EXERCISE INSTRUCTIONS
In the records that follow, find each line with the word "NewsItem" and copy it.

_____

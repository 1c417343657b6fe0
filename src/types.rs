use serde::{Deserialize, Serialize};
use std::time::Duration;

/// Refresh interval recommended to presentation-layer callers that poll on a
/// timer. The engine itself never schedules anything.
pub const RECOMMENDED_REFRESH_INTERVAL: Duration = Duration::from_secs(15 * 60);

/// A named, URL-addressed feed. Identity is the URL.
#[derive(Debug, Clone, PartialEq, Eq, Serialize, Deserialize)]
pub struct FeedSource {
    pub name: String,
    pub url: String,
}

impl FeedSource {
    pub fn new(name: impl Into<String>, url: impl Into<String>) -> Self {
        Self {
            name: name.into(),
            url: url.into(),
        }
    }
}

/// One `<item>` as parsed from a feed document. All fields are raw text as
/// received; absent elements default to empty/None.
#[derive(Debug, Clone, Default, PartialEq, Eq)]
pub struct RawItem {
    pub title: String,
    pub link: String,
    pub description: String,
    pub pub_date: String,
    pub enclosure_url: Option<String>,
    pub enclosure_type: Option<String>,
}

/// The unit the rest of the system consumes. Immutable once enriched.
///
/// This struct is also the wire contract with the bookmark-persistence
/// collaborator, which stores snapshots keyed by `link`. Every field is
/// defaulted on deserialization so stored snapshots survive schema drift.
#[derive(Debug, Clone, Default, PartialEq, Eq, Serialize, Deserialize)]
#[serde(default)]
pub struct NewsItem {
    pub title: String,
    pub link: String,
    pub description: String,
    pub pub_date: String,
    pub source_name: String,
    pub image_url: Option<String>,
}

/// Result of one category request. `Empty` is the distinguishable no-results
/// signal: every source failed or every item was filtered out. Correlating
/// that with "was a previous fetch successful" is the caller's job; the
/// engine keeps no history.
#[derive(Debug, Clone, PartialEq, Eq)]
pub enum NewsOutcome {
    Items(Vec<NewsItem>),
    Empty,
}

impl NewsOutcome {
    pub fn from_items(items: Vec<NewsItem>) -> Self {
        if items.is_empty() {
            NewsOutcome::Empty
        } else {
            NewsOutcome::Items(items)
        }
    }

    pub fn items(&self) -> &[NewsItem] {
        match self {
            NewsOutcome::Items(items) => items,
            NewsOutcome::Empty => &[],
        }
    }

    pub fn into_items(self) -> Vec<NewsItem> {
        match self {
            NewsOutcome::Items(items) => items,
            NewsOutcome::Empty => Vec::new(),
        }
    }

    pub fn is_empty(&self) -> bool {
        matches!(self, NewsOutcome::Empty)
    }
}

#[derive(Debug, Clone)]
pub struct FetchConfig {
    pub user_agent: String,
    pub timeout_seconds: u64,
    pub max_retries: u32,
    pub retry_delay_seconds: u64,
    pub max_redirects: usize,
}

impl Default for FetchConfig {
    fn default() -> Self {
        Self {
            // Some feeds reject non-browser client identifiers, so present a
            // desktop Chrome UA.
            user_agent: "Mozilla/5.0 (Windows NT 10.0; Win64; x64) \
                         AppleWebKit/537.36 (KHTML, like Gecko) \
                         Chrome/91.0.4472.124 Safari/537.36"
                .to_string(),
            timeout_seconds: 30,
            max_retries: 1,
            retry_delay_seconds: 2,
            max_redirects: 5,
        }
    }
}

#[derive(Debug, thiserror::Error)]
pub enum AggregatorError {
    #[error("HTTP error: {0}")]
    Http(#[from] reqwest::Error),

    #[error("HTTP status {status} from {url}")]
    Status { status: u16, url: String },

    #[error("Feed parse error: {0}")]
    Parse(#[from] rss::Error),

    #[error("Unknown category: {0}")]
    UnknownCategory(String),

    #[error("{0}")]
    General(String),
}

pub type Result<T> = std::result::Result<T, AggregatorError>;
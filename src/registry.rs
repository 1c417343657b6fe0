//! Static source registry: which feeds each category pulls from, how each
//! group is capped, and which keyword policy applies.
//!
//! All of this is immutable configuration injected at construction. The
//! production tables live in [`Registry::default`]; tests build small
//! registries of their own.

use crate::filter::FilterPolicy;
use crate::types::{AggregatorError, FeedSource};
use std::collections::HashMap;
use std::fmt;
use std::str::FromStr;

#[derive(Debug, Clone, Copy, PartialEq, Eq, Hash)]
pub enum Category {
    World,
    Foreign,
    Sport,
    Tech,
    Entertainment,
}

impl Category {
    pub const ALL: [Category; 5] = [
        Category::World,
        Category::Foreign,
        Category::Sport,
        Category::Tech,
        Category::Entertainment,
    ];

    pub fn as_str(&self) -> &'static str {
        match self {
            Category::World => "world",
            Category::Foreign => "foreign",
            Category::Sport => "sport",
            Category::Tech => "tech",
            Category::Entertainment => "entertainment",
        }
    }
}

impl fmt::Display for Category {
    fn fmt(&self, f: &mut fmt::Formatter<'_>) -> fmt::Result {
        f.write_str(self.as_str())
    }
}

impl FromStr for Category {
    type Err = AggregatorError;

    fn from_str(s: &str) -> Result<Self, Self::Err> {
        match s.to_lowercase().as_str() {
            "world" => Ok(Category::World),
            "foreign" => Ok(Category::Foreign),
            "sport" => Ok(Category::Sport),
            "tech" => Ok(Category::Tech),
            "entertainment" => Ok(Category::Entertainment),
            other => Err(AggregatorError::UnknownCategory(other.to_string())),
        }
    }
}

/// An ordered set of sources fetched together as one fan-out batch.
#[derive(Debug, Clone)]
pub struct SourceGroup {
    pub sources: Vec<FeedSource>,
}

impl SourceGroup {
    pub fn new(sources: Vec<FeedSource>) -> Self {
        Self { sources }
    }
}

/// One group's role inside a category: how many items the group keeps after
/// its own time sort (`fetch_limit`), and how many of those go into the
/// cross-group blend (`take`).
#[derive(Debug, Clone)]
pub struct GroupSpec {
    pub group: SourceGroup,
    pub fetch_limit: usize,
    pub take: usize,
}

/// Whether the keyword policy runs on each group's truncated pool before
/// blending, or once on the blended pool. Categories differ on this, so it is
/// a per-category knob rather than a global order.
#[derive(Debug, Clone, Copy, PartialEq, Eq)]
pub enum FilterOrder {
    PerGroup,
    AfterBlend,
}

#[derive(Debug, Clone)]
pub struct CategorySpec {
    pub groups: Vec<GroupSpec>,
    pub filter: FilterPolicy,
    pub filter_order: FilterOrder,
    pub display_limit: usize,
}

#[derive(Debug, Clone)]
pub struct Registry {
    categories: HashMap<Category, CategorySpec>,
}

impl Registry {
    pub fn new(categories: HashMap<Category, CategorySpec>) -> Self {
        Self { categories }
    }

    pub fn spec(&self, category: Category) -> Option<&CategorySpec> {
        self.categories.get(&category)
    }
}

impl Default for Registry {
    fn default() -> Self {
        let local = || {
            SourceGroup::new(vec![
                FeedSource::new("Vanguard", "https://www.vanguardngr.com/feed"),
                FeedSource::new("The Guardian", "https://guardian.ng/feed"),
                FeedSource::new("Premium Times", "https://www.premiumtimesng.com/feed"),
                FeedSource::new("Punch", "https://punchng.com/feed"),
                FeedSource::new("Daily Post", "https://dailypost.ng/feed"),
                FeedSource::new("Tribune", "https://tribuneonlineng.com/feed"),
            ])
        };
        let foreign = || {
            SourceGroup::new(vec![
                FeedSource::new("BBC World", "https://feeds.bbci.co.uk/news/world/rss.xml"),
                FeedSource::new("CNN", "http://rss.cnn.com/rss/edition_world.rss"),
                FeedSource::new("Al Jazeera", "https://www.aljazeera.com/xml/rss/all.xml"),
            ])
        };
        let sport = SourceGroup::new(vec![
            FeedSource::new("Complete Sports (NG)", "https://www.completesports.com/feed"),
            FeedSource::new("BBC Football", "https://feeds.bbci.co.uk/sport/football/rss.xml"),
            FeedSource::new("Sky Sports Football", "https://www.skysports.com/rss/11095"),
            FeedSource::new("Goal", "https://www.goal.com/feeds/en/news"),
        ]);
        let tech = SourceGroup::new(vec![
            FeedSource::new("TechCrunch", "https://techcrunch.com/feed/"),
            FeedSource::new("The Verge", "https://www.theverge.com/rss/index.xml"),
            FeedSource::new("Wired", "https://www.wired.com/feed/rss"),
            FeedSource::new(
                "Vanguard Tech",
                "https://www.vanguardngr.com/category/technology/feed/",
            ),
        ]);
        let entertainment = SourceGroup::new(vec![
            FeedSource::new("Variety", "https://variety.com/feed/"),
            FeedSource::new("Hollywood Reporter", "https://www.hollywoodreporter.com/feed/"),
            FeedSource::new(
                "Vanguard Entertainment",
                "https://www.vanguardngr.com/category/entertainment/feed/",
            ),
            FeedSource::new(
                "Punch Entertainment",
                "https://punchng.com/topics/entertainment/feed/",
            ),
        ]);

        let world_exclude = FilterPolicy::exclude([
            "tech",
            "technology",
            "software",
            "app",
            "gadget",
            "smartphone",
            "iphone",
            "android",
            "sport",
            "football",
            "soccer",
            "basketball",
            "tennis",
            "golf",
            "match",
            "league",
            "cup",
            "movie",
            "entertainment",
            "cinema",
            "celebrity",
            "music",
            "song",
            "album",
            "artist",
            "actor",
            "actress",
            "hollywood",
            "nollywood",
            "box office",
            "gaming",
            "nintendo",
            "playstation",
            "xbox",
        ]);
        let sport_include = FilterPolicy::include([
            "football",
            "soccer",
            "league",
            "club",
            "premier league",
            "champions league",
            "afcon",
            "super eagles",
            "npfl",
            "nigerian league",
            "nations cup",
            "world cup",
            "coach",
            "striker",
            "manchester",
            "chelsea",
            "liverpool",
            "arsenal",
            "real madrid",
            "barcelona",
            "bayern",
            "psg",
            "italy",
            "spain",
            "germany",
            "france",
            "ucl",
            "uel",
            "transfers",
        ]);
        let tech_include = FilterPolicy::include([
            "tech",
            "technology",
            "ai",
            "artificial intelligence",
            "software",
            "hardware",
            "app",
            "startup",
            "silicon",
            "semiconductor",
            "robot",
            "computing",
            "digital",
            "smartphone",
            "mobile",
            "internet",
            "google",
            "apple",
            "microsoft",
            "meta",
            "tesla",
        ]);
        let entertainment_include = FilterPolicy::include([
            "movie",
            "film",
            "cinema",
            "entertainment",
            "celebrity",
            "music",
            "song",
            "album",
            "artist",
            "singer",
            "actor",
            "actress",
            "hollywood",
            "nollywood",
            "showbiz",
            "award",
            "series",
            "streaming",
            "netflix",
            "theatre",
            "tv",
        ]);

        let mut categories = HashMap::new();
        categories.insert(
            Category::World,
            CategorySpec {
                groups: vec![
                    GroupSpec {
                        group: local(),
                        fetch_limit: 60,
                        take: 14,
                    },
                    GroupSpec {
                        group: foreign(),
                        fetch_limit: 30,
                        take: 6,
                    },
                ],
                filter: world_exclude,
                filter_order: FilterOrder::PerGroup,
                display_limit: 20,
            },
        );
        categories.insert(
            Category::Foreign,
            CategorySpec {
                groups: vec![GroupSpec {
                    group: foreign(),
                    fetch_limit: 20,
                    take: 20,
                }],
                filter: FilterPolicy::None,
                filter_order: FilterOrder::AfterBlend,
                display_limit: 20,
            },
        );
        categories.insert(
            Category::Sport,
            CategorySpec {
                groups: vec![GroupSpec {
                    group: sport,
                    fetch_limit: 100,
                    take: 100,
                }],
                filter: sport_include,
                filter_order: FilterOrder::AfterBlend,
                display_limit: 20,
            },
        );
        categories.insert(
            Category::Tech,
            CategorySpec {
                groups: vec![GroupSpec {
                    group: tech,
                    fetch_limit: 100,
                    take: 100,
                }],
                filter: tech_include,
                filter_order: FilterOrder::AfterBlend,
                display_limit: 20,
            },
        );
        categories.insert(
            Category::Entertainment,
            CategorySpec {
                groups: vec![GroupSpec {
                    group: entertainment,
                    fetch_limit: 100,
                    take: 100,
                }],
                filter: entertainment_include,
                filter_order: FilterOrder::AfterBlend,
                display_limit: 20,
            },
        );

        Registry::new(categories)
    }
}

#[cfg(test)]
mod tests {
    use super::*;

    #[test]
    fn default_registry_covers_every_category() {
        let registry = Registry::default();
        for category in Category::ALL {
            let spec = registry.spec(category).expect("category configured");
            assert!(!spec.groups.is_empty());
            assert!(spec.display_limit > 0);
            for group_spec in &spec.groups {
                assert!(!group_spec.group.sources.is_empty());
                assert!(group_spec.take <= group_spec.fetch_limit);
            }
        }
    }

    #[test]
    fn world_blends_local_and_foreign_at_fixed_ratio() {
        let registry = Registry::default();
        let world = registry.spec(Category::World).unwrap();
        assert_eq!(world.groups.len(), 2);
        assert_eq!(world.groups[0].take, 14);
        assert_eq!(world.groups[1].take, 6);
        assert_eq!(world.filter_order, FilterOrder::PerGroup);
        assert!(matches!(world.filter, FilterPolicy::Exclude(_)));
    }

    #[test]
    fn category_parses_from_str() {
        assert_eq!("Sport".parse::<Category>().unwrap(), Category::Sport);
        assert!("weather".parse::<Category>().is_err());
    }
}
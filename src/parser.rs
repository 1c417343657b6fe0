//! RSS 2.0 document parsing.
//!
//! Keeps every field as raw text: downstream stages own date normalization
//! and thumbnail derivation, so nothing is interpreted here. Unknown elements
//! are ignored and missing ones default to empty, per the wire contract.

use crate::types::{RawItem, Result};
use tracing::debug;

/// Parse a feed document into its items, in document order.
pub fn parse_items(content: &[u8]) -> Result<Vec<RawItem>> {
    let channel = rss::Channel::read_from(content)?;
    let items = channel.items().iter().map(raw_item).collect::<Vec<_>>();
    debug!(count = items.len(), "parsed feed channel");
    Ok(items)
}

fn raw_item(item: &rss::Item) -> RawItem {
    // Some feeds put the article body in content:encoded and leave
    // description empty; the thumbnail scan wants whichever is populated.
    let description = item
        .description()
        .or_else(|| item.content())
        .unwrap_or_default();

    RawItem {
        title: item.title().unwrap_or_default().to_string(),
        link: item.link().unwrap_or_default().to_string(),
        description: description.to_string(),
        pub_date: item.pub_date().unwrap_or_default().to_string(),
        enclosure_url: item.enclosure().map(|e| e.url().to_string()),
        enclosure_type: item.enclosure().map(|e| e.mime_type().to_string()),
    }
}
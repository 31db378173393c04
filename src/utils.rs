//! Assorted helpers.

/// Checkpoint spacing for a trace of `len` steps: ⌈√len⌉.
///
/// Used by [`crate::checkpoints::Checkpoints::build`] when no explicit
/// interval is configured; it balances snapshot memory (≈ √len frames)
/// against the replay tail of a seek (< √len steps).
#[inline]
pub fn default_checkpoint_interval(len: usize) -> usize {
    if len <= 1 {
        1
    } else {
        (len as f64).sqrt().ceil() as usize
    }
}

/// Number of decimal digits of `n` (at least 1).
#[inline]
pub fn decimal_digits(mut n: u64) -> u32 {
    let mut digits = 1;
    while n >= 10 {
        n /= 10;
        digits += 1;
    }
    digits
}

#[cfg(test)]
mod tests {
    use super::{decimal_digits, default_checkpoint_interval};

    #[test]
    fn returns_one_for_short_traces() {
        assert_eq!(default_checkpoint_interval(0), 1);
        assert_eq!(default_checkpoint_interval(1), 1);
    }

    #[test]
    fn sqrt_ceiling_behavior() {
        assert_eq!(default_checkpoint_interval(2), 2);
        assert_eq!(default_checkpoint_interval(4), 2);
        assert_eq!(default_checkpoint_interval(5), 3);
        assert_eq!(default_checkpoint_interval(100), 10);
        assert_eq!(default_checkpoint_interval(101), 11);
    }

    #[test]
    fn monotonic_non_decreasing() {
        let mut prev = 0;
        for len in 0..500 {
            let n = default_checkpoint_interval(len);
            assert!(n >= prev, "interval decreased at len={len}: {n} < {prev}");
            prev = n;
        }
    }

    #[test]
    fn digit_counts() {
        assert_eq!(decimal_digits(0), 1);
        assert_eq!(decimal_digits(9), 1);
        assert_eq!(decimal_digits(10), 2);
        assert_eq!(decimal_digits(1998), 4);
    }
}
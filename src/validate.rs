//! Input validation at the boundary.
//!
//! Raw user text goes in, a typed [`Problem`] or an [`InputError`] comes
//! out. Nothing past this module can fail: the generators and the
//! controller are total over whatever `prepare` accepts.

use crate::algorithms::intervals::Interval;
use crate::algorithms::AlgorithmId;
use crate::catalog::Problem;
use crate::error::InputError;

/// Documented input bounds.
#[derive(Debug, Clone, Copy, PartialEq, Eq)]
pub struct Limits {
    /// Fewest elements an array (or interval list) may have.
    pub min_len: usize,
    pub max_len: usize,
    pub min_value: i64,
    pub max_value: i64,
    /// Longest accepted string, in characters.
    pub max_text_len: usize,
    pub max_intervals: usize,
}

impl Default for Limits {
    fn default() -> Self {
        Self {
            min_len: 1,
            max_len: 64,
            min_value: -999,
            max_value: 999,
            max_text_len: 64,
            max_intervals: 32,
        }
    }
}

impl Limits {
    pub fn check_values(&self, values: &[i64]) -> Result<(), InputError> {
        if values.len() < self.min_len || values.len() > self.max_len {
            return Err(InputError::Length {
                what: "values",
                min: self.min_len,
                max: self.max_len,
                got: values.len(),
            });
        }
        for (index, &value) in values.iter().enumerate() {
            if value < self.min_value || value > self.max_value {
                return Err(InputError::ValueOutOfRange {
                    index,
                    value,
                    min: self.min_value,
                    max: self.max_value,
                });
            }
        }
        Ok(())
    }

    pub fn check_text(
        &self,
        field: &'static str,
        text: &str,
        allow_empty: bool,
    ) -> Result<(), InputError> {
        let len = text.chars().count();
        if len == 0 && !allow_empty {
            return Err(InputError::EmptyText { field });
        }
        if len > self.max_text_len {
            return Err(InputError::TextTooLong {
                field,
                len,
                max: self.max_text_len,
            });
        }
        Ok(())
    }

    pub fn check_window(&self, window: i64, len: usize) -> Result<usize, InputError> {
        match usize::try_from(window) {
            Ok(w) if (1..=len).contains(&w) => Ok(w),
            _ => Err(InputError::Window { window, len }),
        }
    }

    pub fn check_intervals(&self, intervals: &[Interval]) -> Result<(), InputError> {
        if intervals.len() < self.min_len || intervals.len() > self.max_intervals {
            return Err(InputError::Length {
                what: "intervals",
                min: self.min_len,
                max: self.max_intervals,
                got: intervals.len(),
            });
        }
        for (index, iv) in intervals.iter().enumerate() {
            if iv.start > iv.end {
                return Err(InputError::IntervalOrder {
                    index,
                    start: iv.start,
                    end: iv.end,
                });
            }
            for value in [iv.start, iv.end] {
                if value < self.min_value || value > self.max_value {
                    return Err(InputError::ValueOutOfRange {
                        index,
                        value,
                        min: self.min_value,
                        max: self.max_value,
                    });
                }
            }
        }
        Ok(())
    }
}

fn parse_int(token: &str) -> Result<i64, InputError> {
    token.parse::<i64>().map_err(|_| InputError::NotANumber {
        token: token.to_string(),
    })
}

/// Parse a free-text list of integers separated by commas and/or
/// whitespace. Empty tokens are skipped, so `"1, 2,,3"` is `[1, 2, 3]`.
pub fn parse_values(text: &str) -> Result<Vec<i64>, InputError> {
    text.split(|c: char| c == ',' || c.is_whitespace())
        .filter(|t| !t.is_empty())
        .map(parse_int)
        .collect()
}

/// Parse `start,end` pairs separated by `;`, each optionally wrapped in
/// brackets: `"[1,3]; [2,6]; 8,10"`.
pub fn parse_intervals(text: &str) -> Result<Vec<Interval>, InputError> {
    text.split(';')
        .map(str::trim)
        .filter(|t| !t.is_empty())
        .map(|token| {
            let inner = token
                .trim_start_matches(['[', '('])
                .trim_end_matches([']', ')']);
            let malformed = || InputError::MalformedInterval {
                token: token.to_string(),
            };
            let (start, end) = inner.split_once(',').ok_or_else(malformed)?;
            let start = start.trim().parse::<i64>().map_err(|_| malformed())?;
            let end = end.trim().parse::<i64>().map_err(|_| malformed())?;
            Ok(Interval::new(start, end))
        })
        .collect()
}

/// Unparsed form fields. Each algorithm reads only the fields its input
/// family needs.
#[derive(Debug, Clone, Default, PartialEq, Eq)]
pub struct RawInput {
    pub values: String,
    pub window: String,
    /// Text, source string, or left string depending on the algorithm.
    pub text: String,
    /// Pattern, target string, or right string depending on the algorithm.
    pub pattern: String,
    pub intervals: String,
}

impl AlgorithmId {
    /// Validate `raw` for this algorithm and build the typed problem.
    pub fn prepare(self, raw: &RawInput, limits: &Limits) -> Result<Problem, InputError> {
        let problem = match self {
            AlgorithmId::Sort(algorithm) => Problem::Sort {
                algorithm,
                values: checked_values(raw, limits)?,
            },
            AlgorithmId::MaxSubarray => Problem::MaxSubarray {
                values: checked_values(raw, limits)?,
            },
            AlgorithmId::SlidingWindowMax => {
                let values = checked_values(raw, limits)?;
                let window = parse_int(raw.window.trim())?;
                let window = limits.check_window(window, values.len())?;
                Problem::SlidingWindowMax { values, window }
            }
            AlgorithmId::EditDistance => {
                limits.check_text("source", &raw.text, true)?;
                limits.check_text("target", &raw.pattern, true)?;
                Problem::EditDistance {
                    source: raw.text.clone(),
                    target: raw.pattern.clone(),
                }
            }
            AlgorithmId::LongestCommonSubsequence => {
                limits.check_text("first string", &raw.text, false)?;
                limits.check_text("second string", &raw.pattern, false)?;
                Problem::Lcs {
                    left: raw.text.clone(),
                    right: raw.pattern.clone(),
                }
            }
            AlgorithmId::LongestPalindrome => {
                limits.check_text("text", &raw.text, false)?;
                Problem::LongestPalindrome {
                    text: raw.text.clone(),
                }
            }
            AlgorithmId::Kmp => {
                limits.check_text("text", &raw.text, false)?;
                limits.check_text("pattern", &raw.pattern, false)?;
                Problem::Kmp {
                    text: raw.text.clone(),
                    pattern: raw.pattern.clone(),
                }
            }
            AlgorithmId::MergeIntervals => {
                let intervals = parse_intervals(&raw.intervals)?;
                limits.check_intervals(&intervals)?;
                Problem::MergeIntervals { intervals }
            }
        };
        Ok(problem)
    }
}

fn checked_values(raw: &RawInput, limits: &Limits) -> Result<Vec<i64>, InputError> {
    let values = parse_values(&raw.values)?;
    limits.check_values(&values)?;
    Ok(values)
}

#[cfg(test)]
mod tests {
    use super::*;
    use crate::algorithms::SortAlgorithm;

    fn values(text: &str) -> RawInput {
        RawInput {
            values: text.into(),
            ..RawInput::default()
        }
    }

    #[test]
    fn parses_mixed_separators() {
        assert_eq!(parse_values(" 5, 3 8,,1\t9 "), Ok(vec![5, 3, 8, 1, 9]));
        assert_eq!(parse_values("-4,+2"), Ok(vec![-4, 2]));
    }

    #[test]
    fn rejects_non_numeric_tokens() {
        assert_eq!(
            parse_values("1, two, 3"),
            Err(InputError::NotANumber {
                token: "two".into()
            })
        );
    }

    #[test]
    fn sort_input_is_bounded() {
        let limits = Limits::default();
        let id = AlgorithmId::Sort(SortAlgorithm::Merge);
        assert!(matches!(
            id.prepare(&values(""), &limits),
            Err(InputError::Length { got: 0, .. })
        ));
        assert!(matches!(
            id.prepare(&values("1, 1000"), &limits),
            Err(InputError::ValueOutOfRange { index: 1, .. })
        ));
        assert_eq!(
            id.prepare(&values("3 1 2"), &limits),
            Ok(Problem::Sort {
                algorithm: SortAlgorithm::Merge,
                values: vec![3, 1, 2]
            })
        );
    }

    #[test]
    fn window_must_fit_the_array() {
        let limits = Limits::default();
        let mut raw = values("1 2 3");
        raw.window = "4".into();
        assert_eq!(
            AlgorithmId::SlidingWindowMax.prepare(&raw, &limits),
            Err(InputError::Window { window: 4, len: 3 })
        );
        raw.window = "0".into();
        assert!(AlgorithmId::SlidingWindowMax.prepare(&raw, &limits).is_err());
        raw.window = "2".into();
        assert!(AlgorithmId::SlidingWindowMax.prepare(&raw, &limits).is_ok());
    }

    #[test]
    fn strings_required_except_for_edit_distance() {
        let limits = Limits::default();
        let raw = RawInput {
            pattern: "abc".into(),
            ..RawInput::default()
        };
        assert!(AlgorithmId::EditDistance.prepare(&raw, &limits).is_ok());
        assert_eq!(
            AlgorithmId::Kmp.prepare(&raw, &limits),
            Err(InputError::EmptyText { field: "text" })
        );
        let long = RawInput {
            text: "x".repeat(65),
            ..RawInput::default()
        };
        assert!(matches!(
            AlgorithmId::LongestPalindrome.prepare(&long, &limits),
            Err(InputError::TextTooLong { len: 65, .. })
        ));
    }

    #[test]
    fn intervals_parse_with_or_without_brackets() {
        assert_eq!(
            parse_intervals("[1,3]; (2, 6);8,10"),
            Ok(vec![
                Interval::new(1, 3),
                Interval::new(2, 6),
                Interval::new(8, 10)
            ])
        );
        assert_eq!(
            parse_intervals("1-3"),
            Err(InputError::MalformedInterval {
                token: "1-3".into()
            })
        );
    }

    #[test]
    fn reversed_interval_is_rejected() {
        let raw = RawInput {
            intervals: "1,3; 9,4".into(),
            ..RawInput::default()
        };
        assert_eq!(
            AlgorithmId::MergeIntervals.prepare(&raw, &Limits::default()),
            Err(InputError::IntervalOrder {
                index: 1,
                start: 9,
                end: 4
            })
        );
    }
}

_____

TASK RESULT
pub struct NewsItem {
    Items(Vec<NewsItem>),
    pub fn from_items(items: Vec<NewsItem>) -> Self {
    pub fn items(&self) -> &[NewsItem] {
    pub fn into_items(self) -> Vec<NewsItem> {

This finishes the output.